### Prompt
Search the records below for "ImportPayload" and copy every line it turns up in.

### Stored data entries
● ● ● ●
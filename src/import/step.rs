use super::locator::SourceLocator;
use super::model::ImportedModel;

/// Result of one quantum of step work.
#[derive(Debug)]
pub enum StepPoll {
    /// More work remains; the same step is resumed on the next `advance()`.
    Pending,
    Done,
    Failed(anyhow::Error),
}

impl StepPoll {
    pub fn from_result(result: anyhow::Result<()>) -> Self {
        match result {
            Ok(()) => StepPoll::Done,
            Err(err) => StepPoll::Failed(err),
        }
    }
}

/// A bounded, resumable unit of import work.
pub trait ImportStep {
    fn label(&self) -> &str;

    /// Perform one bounded quantum of work.
    fn poll(&mut self, ctx: &mut StepContext<'_>) -> StepPoll;

    /// Called once if the task is cancelled after this step started but before it finished.
    fn abandon(&mut self) {}
}

/// Data handed from one step to the next.
#[derive(Default)]
pub struct ImportPayload {
    pub bytes: Option<Vec<u8>>,
    pub document: Option<gltf::Document>,
    pub blob: Option<Vec<u8>>,
    pub buffers: Vec<gltf::buffer::Data>,
    pub model: Option<ImportedModel>,
}

pub struct StepContext<'a> {
    locator: &'a SourceLocator,
    payload: &'a mut ImportPayload,
    progress: Option<(f32, String)>,
    pushed: Vec<Box<dyn ImportStep>>,
}

impl<'a> StepContext<'a> {
    pub(crate) fn new(locator: &'a SourceLocator, payload: &'a mut ImportPayload) -> Self {
        Self { locator, payload, progress: None, pushed: Vec::new() }
    }

    pub fn locator(&self) -> &'a SourceLocator {
        self.locator
    }

    pub fn payload(&mut self) -> &mut ImportPayload {
        &mut *self.payload
    }

    /// Report how far the current step is, as a fraction of the step itself.
    pub fn report(&mut self, fraction: f32, message: impl Into<String>) {
        self.progress = Some((fraction.clamp(0.0, 1.0), message.into()));
    }

    /// Queue `step` to run right after the step being polled.
    pub fn push_step(&mut self, step: Box<dyn ImportStep>) {
        self.pushed.push(step);
    }

    pub(crate) fn finish(self) -> (Option<(f32, String)>, Vec<Box<dyn ImportStep>>) {
        (self.progress, self.pushed)
    }
}

/// Adapts a closure into an [`ImportStep`].
pub struct FnStep<F> {
    label: String,
    poll: F,
}

impl<F> FnStep<F> {
    pub fn new(label: impl Into<String>, poll: F) -> Self
    where
        F: FnMut(&mut StepContext<'_>) -> StepPoll,
    {
        Self { label: label.into(), poll }
    }

    pub fn boxed(label: impl Into<String>, poll: F) -> Box<dyn ImportStep>
    where
        F: FnMut(&mut StepContext<'_>) -> StepPoll + 'static,
    {
        Box::new(Self::new(label, poll))
    }
}

impl<F> ImportStep for FnStep<F>
where
    F: FnMut(&mut StepContext<'_>) -> StepPoll,
{
    fn label(&self) -> &str {
        &self.label
    }

    fn poll(&mut self, ctx: &mut StepContext<'_>) -> StepPoll {
        (self.poll)(ctx)
    }
}
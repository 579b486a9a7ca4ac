use std::collections::VecDeque;

use tracing::{debug, warn};

use super::error::{ImportError, StepExecutionError};
use super::locator::SourceLocator;
use super::model::ImportedModel;
use super::profiler::{ProfilingReport, StepTimer};
use super::step::{ImportPayload, ImportStep, StepContext, StepPoll};

#[derive(Debug, Clone, Copy, PartialEq, Eq)]
pub enum TaskState {
    Running,
    Completed,
    Failed,
    Cancelled,
}

impl TaskState {
    pub fn is_terminal(self) -> bool {
        !matches!(self, TaskState::Running)
    }

    pub fn label(self) -> &'static str {
        match self {
            TaskState::Running => "Running",
            TaskState::Completed => "Completed",
            TaskState::Failed => "Failed",
            TaskState::Cancelled => "Cancelled",
        }
    }
}

pub type ProgressObserver = Box<dyn FnMut(f32, &str)>;
pub type CompletionObserver = Box<dyn FnOnce(TaskState, &ImportTask)>;

struct QueuedStep {
    id: u64,
    step: Box<dyn ImportStep>,
}

/// One model import, executed as a queue of resumable steps.
///
/// The front of the queue is the current step. Each [`advance`](ImportTask::advance) polls it exactly
/// once; a step that returns [`StepPoll::Pending`] is polled again on the next call. Steps pushed while
/// a step is current run right after it, ahead of everything already queued.
pub struct ImportTask {
    locator: SourceLocator,
    queue: VecDeque<QueuedStep>,
    current_started: bool,
    completed_steps: usize,
    next_step_id: u64,
    state: TaskState,
    error: Option<StepExecutionError>,
    payload: ImportPayload,
    progress: f32,
    status: String,
    progress_observers: Vec<ProgressObserver>,
    completion_observers: Vec<CompletionObserver>,
    profiler: Option<StepTimer>,
}

impl ImportTask {
    pub fn new(locator: SourceLocator, steps: Vec<Box<dyn ImportStep>>) -> Result<Self, ImportError> {
        if steps.is_empty() {
            return Err(ImportError::NoSteps { locator: locator.to_string() });
        }
        let status = format!("Queued {}", locator.display_name());
        let mut task = Self {
            locator,
            queue: VecDeque::with_capacity(steps.len() + 1),
            current_started: false,
            completed_steps: 0,
            next_step_id: 0,
            state: TaskState::Running,
            error: None,
            payload: ImportPayload::default(),
            progress: 0.0,
            status,
            progress_observers: Vec::new(),
            completion_observers: Vec::new(),
            profiler: None,
        };
        for step in steps {
            let id = task.allocate_step_id();
            task.queue.push_back(QueuedStep { id, step });
        }
        Ok(task)
    }

    fn allocate_step_id(&mut self) -> u64 {
        let id = self.next_step_id;
        self.next_step_id += 1;
        id
    }

    /// Insert `step` right after the step currently executing, or at the head if none has started.
    /// Returns `false` and drops the step when the task is already terminal.
    pub fn push_step(&mut self, step: Box<dyn ImportStep>) -> bool {
        if self.state.is_terminal() {
            debug!(locator = %self.locator, step = step.label(), "dropping step pushed into finished import");
            return false;
        }
        self.insert_after_current(step);
        true
    }

    fn insert_after_current(&mut self, step: Box<dyn ImportStep>) {
        let id = self.allocate_step_id();
        let index = if self.current_started { 1 } else { 0 };
        let index = index.min(self.queue.len());
        self.queue.insert(index, QueuedStep { id, step });
    }

    /// Run one quantum of the current step and return the resulting state.
    pub fn advance(&mut self) -> TaskState {
        if self.state.is_terminal() {
            return self.state;
        }
        let Some(current) = self.queue.front_mut() else {
            self.finish(TaskState::Completed);
            return self.state;
        };
        self.current_started = true;
        let step_id = current.id;
        let label = current.step.label().to_string();

        let mut ctx = StepContext::new(&self.locator, &mut self.payload);
        let poll = {
            let _scope = self.profiler.as_mut().map(|timer| timer.scope(step_id, label.as_str()));
            current.step.poll(&mut ctx)
        };
        let (reported, pushed) = ctx.finish();

        match poll {
            StepPoll::Pending => {
                for step in pushed {
                    self.insert_after_current(step);
                }
                if let Some((fraction, message)) = reported {
                    self.emit_progress(fraction, message);
                }
            }
            StepPoll::Done => {
                for step in pushed {
                    self.insert_after_current(step);
                }
                self.queue.pop_front();
                self.current_started = false;
                self.completed_steps += 1;
                debug!(locator = %self.locator, step = %label, remaining = self.queue.len(), "import step finished");
                let message = reported.map(|(_, message)| message).unwrap_or_else(|| format!("{label} done"));
                self.emit_progress(0.0, message);
                if self.queue.is_empty() {
                    self.finish(TaskState::Completed);
                }
            }
            StepPoll::Failed(source) => {
                if let Some((fraction, message)) = reported {
                    self.emit_progress(fraction, message);
                }
                let error = StepExecutionError::new(label, source);
                warn!(locator = %self.locator, error = %error, "import step failed");
                self.status = error.to_string();
                self.error = Some(error);
                self.finish(TaskState::Failed);
            }
        }
        self.state
    }

    /// Force the task into `Cancelled`. No-op on a terminal task.
    pub fn cancel(&mut self) -> bool {
        if self.state.is_terminal() {
            return false;
        }
        if self.current_started {
            if let Some(current) = self.queue.front_mut() {
                current.step.abandon();
            }
        }
        self.status = format!("Cancelled {}", self.locator.display_name());
        self.finish(TaskState::Cancelled);
        true
    }

    fn emit_progress(&mut self, step_fraction: f32, message: String) {
        let total = self.completed_steps + self.queue.len();
        let ratio = if total == 0 {
            1.0
        } else {
            ((self.completed_steps as f32 + step_fraction) / total as f32).clamp(0.0, 1.0)
        };
        self.progress = ratio;
        self.status = message;
        for observer in self.progress_observers.iter_mut() {
            observer(ratio, &self.status);
        }
    }

    fn finish(&mut self, state: TaskState) {
        self.state = state;
        self.queue.clear();
        self.current_started = false;
        let observers = std::mem::take(&mut self.completion_observers);
        for observer in observers {
            observer(state, self);
        }
    }

    pub fn on_progress(&mut self, observer: impl FnMut(f32, &str) + 'static) {
        self.progress_observers.push(Box::new(observer));
    }

    /// Observers registered after the task is terminal are invoked immediately.
    pub fn on_completed(&mut self, observer: impl FnOnce(TaskState, &ImportTask) + 'static) {
        if self.state.is_terminal() {
            observer(self.state, self);
        } else {
            self.completion_observers.push(Box::new(observer));
        }
    }

    pub fn enable_profiling(&mut self) {
        self.profiler.get_or_insert_with(StepTimer::new);
    }

    pub fn is_profiling(&self) -> bool {
        self.profiler.is_some()
    }

    pub fn profiling_report(&self) -> ProfilingReport {
        self.profiler.as_ref().map(StepTimer::report).unwrap_or_default()
    }

    pub fn state(&self) -> TaskState {
        self.state
    }

    pub fn locator(&self) -> &SourceLocator {
        &self.locator
    }

    pub fn progress(&self) -> f32 {
        self.progress
    }

    pub fn status(&self) -> &str {
        &self.status
    }

    pub fn error(&self) -> Option<&StepExecutionError> {
        self.error.as_ref()
    }

    pub fn payload(&self) -> &ImportPayload {
        &self.payload
    }

    pub fn model(&self) -> Option<&ImportedModel> {
        self.payload.model.as_ref()
    }

    pub fn completed_steps(&self) -> usize {
        self.completed_steps
    }

    pub fn pending_steps(&self) -> usize {
        self.queue.len()
    }

    pub fn current_step_label(&self) -> Option<&str> {
        self.queue.front().map(|queued| queued.step.label())
    }

    pub fn pending_step_labels(&self) -> Vec<&str> {
        self.queue.iter().map(|queued| queued.step.label()).collect()
    }
}
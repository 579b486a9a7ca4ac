use std::borrow::Cow;
use std::fmt;
use std::path::{Path, PathBuf};

use super::error::ImportError;

/// Where an import reads its bytes from. Never empty.
#[derive(Debug, Clone, PartialEq, Eq)]
pub enum SourceLocator {
    Path(PathBuf),
    /// Anything of the form `scheme://rest`. `file://` URIs resolve to a path through [`SourceLocator::as_path`].
    Uri { scheme: String, uri: String },
}

impl SourceLocator {
    pub fn parse(raw: &str) -> Result<Self, ImportError> {
        let trimmed = raw.trim();
        if trimmed.is_empty() {
            return Err(ImportError::EmptyLocator);
        }
        if let Some((scheme, _)) = trimmed.split_once("://") {
            let is_scheme = !scheme.is_empty()
                && scheme.chars().all(|c| c.is_ascii_alphanumeric() || matches!(c, '+' | '-' | '.'));
            // Single-letter schemes are Windows drive letters, not URIs.
            if is_scheme && scheme.len() > 1 {
                return Ok(SourceLocator::Uri { scheme: scheme.to_ascii_lowercase(), uri: trimmed.to_string() });
            }
        }
        Ok(SourceLocator::Path(PathBuf::from(trimmed)))
    }

    pub fn is_uri(&self) -> bool {
        matches!(self, SourceLocator::Uri { .. })
    }

    pub fn scheme(&self) -> Option<&str> {
        match self {
            SourceLocator::Path(_) => None,
            SourceLocator::Uri { scheme, .. } => Some(scheme),
        }
    }

    /// Filesystem path for plain paths and `file://` URIs.
    pub fn as_path(&self) -> Option<PathBuf> {
        match self {
            SourceLocator::Path(path) => Some(path.clone()),
            SourceLocator::Uri { scheme, uri } if scheme == "file" => {
                let rest = &uri["file://".len()..];
                let rest = rest.strip_prefix("localhost").unwrap_or(rest);
                Some(path_from_bytes(urlencoding::decode_binary(rest.as_bytes())))
            }
            SourceLocator::Uri { .. } => None,
        }
    }

    /// Directory relative buffer URIs resolve against.
    pub fn base_dir(&self) -> Option<PathBuf> {
        self.as_path().and_then(|path| path.parent().map(Path::to_path_buf))
    }

    /// Last path segment, used for footer text and log lines. URI segments are percent-decoded.
    pub fn display_name(&self) -> String {
        let full = self.to_string();
        let segment = full.rsplit(['/', '\\']).find(|segment| !segment.is_empty()).unwrap_or(&full);
        match self {
            SourceLocator::Path(_) => segment.to_string(),
            SourceLocator::Uri { .. } => {
                String::from_utf8_lossy(&urlencoding::decode_binary(segment.as_bytes())).into_owned()
            }
        }
    }
}

impl fmt::Display for SourceLocator {
    fn fmt(&self, f: &mut fmt::Formatter<'_>) -> fmt::Result {
        match self {
            SourceLocator::Path(path) => write!(f, "{}", path.display()),
            SourceLocator::Uri { uri, .. } => f.write_str(uri),
        }
    }
}

#[cfg(unix)]
fn path_from_bytes(bytes: Cow<'_, [u8]>) -> PathBuf {
    use std::ffi::OsStr;
    use std::os::unix::ffi::OsStrExt;

    PathBuf::from(OsStr::from_bytes(&bytes))
}

#[cfg(not(unix))]
fn path_from_bytes(bytes: Cow<'_, [u8]>) -> PathBuf {
    PathBuf::from(String::from_utf8_lossy(&bytes).into_owned())
}

#[cfg(test)]
mod tests {
    use super::*;

    #[test]
    fn rejects_blank_locators() {
        assert_eq!(SourceLocator::parse(""), Err(ImportError::EmptyLocator));
        assert_eq!(SourceLocator::parse("   "), Err(ImportError::EmptyLocator));
    }

    #[test]
    fn classifies_paths_and_uris() {
        let path = SourceLocator::parse("models/duck.glb").expect("path");
        assert_eq!(path, SourceLocator::Path(PathBuf::from("models/duck.glb")));
        assert_eq!(path.base_dir(), Some(PathBuf::from("models")));

        let content = SourceLocator::parse("content://downloads/7").expect("uri");
        assert_eq!(content.scheme(), Some("content"));
        assert!(content.as_path().is_none());

        let drive = SourceLocator::parse("C://models/duck.glb").expect("drive path");
        assert!(!drive.is_uri());
    }

    #[test]
    fn file_uris_resolve_to_paths() {
        let locator = SourceLocator::parse("file:///tmp/my%20model.gltf").expect("file uri");
        assert_eq!(locator.as_path(), Some(PathBuf::from("/tmp/my model.gltf")));
        assert_eq!(locator.display_name(), "my model.gltf");
    }

    #[cfg(unix)]
    #[test]
    fn file_uris_keep_non_utf8_bytes() {
        use std::os::unix::ffi::OsStrExt;

        let locator = SourceLocator::parse("file:///tmp/a%FFb.glb").expect("file uri");
        let path = locator.as_path().expect("file path");
        assert_eq!(path.as_os_str().as_bytes(), b"/tmp/a\xFFb.glb");
        assert_eq!(locator.base_dir(), Some(PathBuf::from("/tmp")));
    }

    #[test]
    fn plain_paths_are_not_decoded() {
        let locator = SourceLocator::parse("models/100%25.glb").expect("path");
        assert_eq!(locator.as_path(), Some(PathBuf::from("models/100%25.glb")));
        assert_eq!(locator.display_name(), "100%25.glb");
    }
}
use crate::config::{AppConfigOverrides, DEFAULT_CONFIG_PATH};
use crate::coordinator::RequestSource;
use crate::import::SourceLocator;
use anyhow::Result;
use clap::Parser;
use std::path::PathBuf;

#[derive(Parser, Debug, Clone, PartialEq, Eq)]
#[command(name = "gltf_viewer", about = "Load and inspect glTF/GLB models", version)]
pub struct CliArgs {
    /// Model path or URI to import on startup
    #[arg(value_name = "MODEL")]
    pub model: Option<String>,

    /// Wait this many milliseconds before the import starts
    #[arg(long = "delay-ms", alias = "delay", value_name = "MS")]
    pub delay_ms: Option<u64>,

    /// Time every import step and log the report when the import ends
    #[arg(long)]
    pub profile: bool,

    /// Exit once the startup import finishes, whatever its outcome
    #[arg(long)]
    pub quit_after_load: bool,

    /// Run the tick loop without opening a window
    #[arg(long)]
    pub headless: bool,

    /// Configuration file
    #[arg(long, value_name = "FILE", default_value = DEFAULT_CONFIG_PATH)]
    pub config: PathBuf,

    #[arg(long)]
    pub width: Option<u32>,

    #[arg(long)]
    pub height: Option<u32>,

    /// Host tick interval in milliseconds
    #[arg(long, value_name = "MS")]
    pub frame_interval_ms: Option<u64>,
}

impl CliArgs {
    pub fn parse_from_env() -> Result<Self, clap::Error> {
        Self::try_parse()
    }

    pub fn parse<I, S>(args: I) -> Result<Self>
    where
        I: IntoIterator<Item = S>,
        S: Into<std::ffi::OsString> + Clone,
    {
        Ok(Self::try_parse_from(args)?)
    }

    /// Flags only override the config file when given; absent switches leave it alone.
    pub fn config_overrides(&self) -> AppConfigOverrides {
        AppConfigOverrides {
            width: self.width,
            height: self.height,
            delay_ms: self.delay_ms,
            profile: self.profile.then_some(true),
            quit_after_load: self.quit_after_load.then_some(true),
            headless: self.headless.then_some(true),
            frame_interval_ms: self.frame_interval_ms,
        }
    }

    /// OS launchers hand over URIs; a person typing a command passes a path.
    pub fn startup_request_source(&self) -> Option<RequestSource> {
        let model = self.model.as_deref()?;
        match SourceLocator::parse(model) {
            Ok(locator) if locator.is_uri() => Some(RequestSource::FileAssociation),
            _ => Some(RequestSource::CommandLine),
        }
    }
}

#[cfg(test)]
mod tests {
    use super::*;

    #[test]
    fn parses_model_and_pipeline_flags() {
        let args = ["app", "model.glb", "--delay-ms", "1000", "--profile", "--quit-after-load"];
        let cli = CliArgs::parse(args).expect("parse cli");
        assert_eq!(cli.model.as_deref(), Some("model.glb"));
        let overrides = cli.config_overrides();
        assert_eq!(overrides.delay_ms, Some(1000));
        assert_eq!(overrides.profile, Some(true));
        assert_eq!(overrides.quit_after_load, Some(true));
        assert_eq!(overrides.headless, None);
        assert_eq!(cli.config, PathBuf::from(DEFAULT_CONFIG_PATH));
    }

    #[test]
    fn delay_alias_is_accepted() {
        let cli = CliArgs::parse(["app", "--delay", "5"]).expect("parse cli");
        assert_eq!(cli.delay_ms, Some(5));
        assert!(cli.model.is_none());
        assert!(cli.config_overrides().applied_fields() == vec!["delay_ms"]);
    }

    #[test]
    fn classifies_startup_source() {
        let path = CliArgs::parse(["app", "scenes/duck.gltf"]).expect("parse cli");
        assert_eq!(path.startup_request_source(), Some(RequestSource::CommandLine));
        let uri = CliArgs::parse(["app", "content://media/7"]).expect("parse cli");
        assert_eq!(uri.startup_request_source(), Some(RequestSource::FileAssociation));
    }

    #[test]
    fn rejects_unknown_flags() {
        let err = CliArgs::parse(["app", "--foo", "bar"]).unwrap_err();
        assert!(err.to_string().contains("--foo"), "unknown flags should error: {err}");
    }

    #[test]
    fn rejects_negative_delay() {
        assert!(CliArgs::parse(["app", "--delay-ms", "-5"]).is_err());
    }
}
● ● ● ●
### Result for this task
pub struct ImportPayload {
    payload: &'a mut ImportPayload,
    pub(crate) fn new(locator: &'a SourceLocator, payload: &'a mut ImportPayload) -> Self {
    pub fn payload(&mut self) -> &mut ImportPayload {
use super::step::{ImportPayload, ImportStep, StepContext, StepPoll};
    payload: ImportPayload,
            payload: ImportPayload::default(),
    pub fn payload(&self) -> &ImportPayload {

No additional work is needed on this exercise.